Commonly recommended solutions for this exact issue are Golang and Rust, which are designed for this use case and both have large libraries of public module/crates. Those languages compile everything into a single static binary that can be run in-place.

mtalexan commented 6 months ago

It should also be pointed out here, that Terminals are generally not something that works as an AppImage. When running a terminal you usually don't want to be in the AppImage separated environment, you instead want direct access to the host.

The error output above is a good example of how it wouldn't be possible to run python scripts on the native host from the AppImage version of Extraterm-Qt. The "system" python is the one from the AppImage.

sedwards2009 commented 6 months ago

You don't have to convince me that Python apps are one of the hardest things to distribute to end users. I've seen the problems at work (for a desktop PyQt app).
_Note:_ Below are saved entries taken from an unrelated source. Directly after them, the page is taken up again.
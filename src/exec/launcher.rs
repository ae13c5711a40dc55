//! Starts one isolated process per execution.

use crate::config::types::{ExecutionId, IsolationConfig, Result, RunboxError};
use crate::core::types::{LaunchFailure, LaunchFailureKind};
use crate::engine::{missing_controls, IsolationEngine};
use crate::kernel::process::{self, ProcessGroup, ReapStatus};
use crate::safety::workspace::ExecutionWorkspace;
use nix::sys::signal::Signal;
use nix::unistd::Pid;
use std::fs::File;
use std::io::{ErrorKind, Write};
use std::os::fd::OwnedFd;
use std::os::unix::process::CommandExt;
use std::path::PathBuf;
use std::process::{ChildStdin, Stdio};
use std::sync::Arc;
use std::thread::JoinHandle;
use std::time::Instant;

/// Live subordinate process. Owned by exactly one supervisor; not `Clone`.
///
/// If dropped without [`ExecutionHandle::reap`], the group is killed and the
/// leader reaped so no zombie outlives the handle.
pub struct ExecutionHandle {
    execution_id: ExecutionId,
    pid: Pid,
    group: ProcessGroup,
    started_at: Instant,
    stdout: Option<File>,
    stderr: Option<File>,
    stdin_writer: Option<JoinHandle<()>>,
    workspace: ExecutionWorkspace,
    engine: Arc<dyn IsolationEngine>,
    reaped: bool,
    released: bool,
}

impl ExecutionHandle {
    pub fn execution_id(&self) -> &ExecutionId {
        &self.execution_id
    }

    pub fn pid(&self) -> Pid {
        self.pid
    }

    pub fn group(&self) -> ProcessGroup {
        self.group
    }

    pub fn started_at(&self) -> Instant {
        self.started_at
    }

    /// Engine report location for this execution
    pub fn report_path(&self) -> PathBuf {
        self.workspace.report_path()
    }

    /// Hand the output pipes to a collector. Returns None after the first call.
    pub fn take_output(&mut self) -> Option<(File, File)> {
        match (self.stdout.take(), self.stderr.take()) {
            (Some(out), Some(err)) => Some((out, err)),
            _ => None,
        }
    }

    /// Reap the leader. Call only after the governor is disarmed.
    pub fn reap(&mut self) -> Result<ReapStatus> {
        if self.reaped {
            return Err(RunboxError::Process(format!(
                "[{}] leader {} already reaped",
                self.execution_id, self.pid
            )));
        }
        let status = process::reap(self.pid)?;
        self.reaped = true;

        if let Some(writer) = self.stdin_writer.take() {
            // Only join a finished writer: a process that escaped the group may still hold stdin.
            if writer.is_finished() {
                let _ = writer.join();
            }
        }
        Ok(status)
    }

    /// Release engine state (e.g. the execution cgroup) and remove the scratch directory
    pub fn cleanup(&mut self) -> Result<()> {
        let released = self.release_engine();
        self.workspace.cleanup()?;
        released
    }

    fn release_engine(&mut self) -> Result<()> {
        if self.released {
            return Ok(());
        }
        self.released = true;
        self.engine.release(&self.execution_id)
    }
}

impl Drop for ExecutionHandle {
    fn drop(&mut self) {
        if !self.reaped {
            log::warn!(
                "[{}] handle dropped before reap; killing group {}",
                self.execution_id,
                self.group.id()
            );
            let _ = self.group.signal(Signal::SIGKILL);
            if let Err(e) = process::reap(self.pid) {
                log::warn!("[{}] reap on drop failed: {}", self.execution_id, e);
            }
            self.reaped = true;
        }
        if let Err(e) = self.release_engine() {
            log::warn!("[{}] engine release on drop failed: {}", self.execution_id, e);
        }
    }
}

fn spawn_stdin_writer(mut stdin: ChildStdin, payload: Vec<u8>) -> std::io::Result<JoinHandle<()>> {
    std::thread::Builder::new()
        .name("runbox-stdin".to_string())
        .spawn(move || {
            if let Err(e) = stdin.write_all(&payload) {
                // The program is free to exit without reading its input
                if e.kind() != ErrorKind::BrokenPipe {
                    log::debug!("stdin writer stopped: {}", e);
                }
            }
            // stdin closes on drop
        })
}

/// Launches subordinate processes through an isolation engine.
#[derive(Clone)]
pub struct ProcessLauncher {
    engine: Arc<dyn IsolationEngine>,
}

impl ProcessLauncher {
    pub fn new(engine: Arc<dyn IsolationEngine>) -> Self {
        Self { engine }
    }

    pub fn engine(&self) -> &dyn IsolationEngine {
        self.engine.as_ref()
    }

    /// Create the workspace, deliver the source, spawn the program in a new
    /// process group and start feeding stdin.
    pub fn launch(
        &self,
        config: &IsolationConfig,
        source: &str,
        stdin: Option<&[u8]>,
    ) -> std::result::Result<ExecutionHandle, LaunchFailure> {
        let id = &config.execution_id;

        let workspace = ExecutionWorkspace::create(&config.filesystem)
            .map_err(|e| LaunchFailure::new(LaunchFailureKind::WorkspaceUnavailable, e.to_string()))?;

        if let Some(file_name) = &config.program.source_file {
            workspace
                .write_source(file_name, source.as_bytes())
                .map_err(|e| {
                    LaunchFailure::new(LaunchFailureKind::WorkspaceUnavailable, e.to_string())
                })?;
        }

        let mut cmd = self
            .engine
            .command(config, &workspace.report_path())
            .map_err(|e| {
                let kind = match e {
                    RunboxError::Config(_) => LaunchFailureKind::InvalidConfiguration,
                    _ => LaunchFailureKind::EngineSetupFailed,
                };
                LaunchFailure::new(kind, e.to_string())
            })?;

        cmd.process_group(0)
            .stdin(if stdin.is_some() {
                Stdio::piped()
            } else {
                Stdio::null()
            })
            .stdout(Stdio::piped())
            .stderr(Stdio::piped());

        let missing = missing_controls(self.engine.as_ref(), config);
        if !missing.is_empty() {
            log::warn!(
                "[{}] engine '{}' does not enforce: {}",
                id,
                self.engine.name(),
                missing.join(", ")
            );
        }

        // On failure the workspace drops here, removing only the scratch directory
        let mut child = cmd.spawn().map_err(|e| {
            if let Err(release) = self.engine.release(id) {
                log::warn!("[{}] {}", id, release);
            }
            LaunchFailure::new(
                LaunchFailureKind::from_io(&e),
                format!("{} engine spawn failed: {}", self.engine.name(), e),
            )
        })?;

        let started_at = Instant::now();
        let pid = Pid::from_raw(child.id() as i32);

        let stdout = child.stdout.take().map(|s| File::from(OwnedFd::from(s)));
        let stderr = child.stderr.take().map(|s| File::from(OwnedFd::from(s)));

        let mut handle = ExecutionHandle {
            execution_id: id.clone(),
            pid,
            group: ProcessGroup::new(pid),
            started_at,
            stdout,
            stderr,
            stdin_writer: None,
            workspace,
            engine: Arc::clone(&self.engine),
            reaped: false,
            released: false,
        };

        if let (Some(pipe), Some(payload)) = (child.stdin.take(), stdin) {
            // Dropping the handle on failure kills and reaps the leader
            let writer = spawn_stdin_writer(pipe, payload.to_vec()).map_err(|e| {
                LaunchFailure::new(LaunchFailureKind::ResourceExhausted, e.to_string())
            })?;
            handle.stdin_writer = Some(writer);
        }

        log::info!(
            "[{}] launched {} (pid {}) via {} engine",
            id,
            config.runtime,
            pid,
            self.engine.name()
        );
        Ok(handle)
    }
}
I do have some good news though. I've been working on this problem lately and I've got C implementations of the from and show commands. (Using small, often single file libraries for the support I need.) Right now I'm trying to figure out how to compile them to ELF binaries which support Linux and the BSDs in one file. I'm not sure if AMD64 and ARM can be supporting in one file though, but it would be nice.

so, almost there.

mtalexan commented 6 months ago

The main way I've seen to do this is with Cosmopolitan (https://github.com/jart/cosmopolitan) that steals an idea from malware and adds a bunch of binaries for different architectures to the end of a shell-like script that acts like an architecture detection and jump table. It supports BSD and Linux, as well as x86_64, ARM, etc.

The host system has to have binfmt_misc (on Linux), which most distros do by default, and for even more performance they should have ape. If they don't have the latter, it automatically gets used from the output binary being run.

sedwards2009 commented 6 months ago

yeah, I've been trying out Cosmopolitan. The whole APE and binfmt_misc isn't quite as out-of-the-box as I would like, but I don't need Windows support and I'm more interested in Linux and similar unix systems. For those it should be possible to get a "normal" ELF binary out of Cosmopolitan which side-steps the whole APE thing.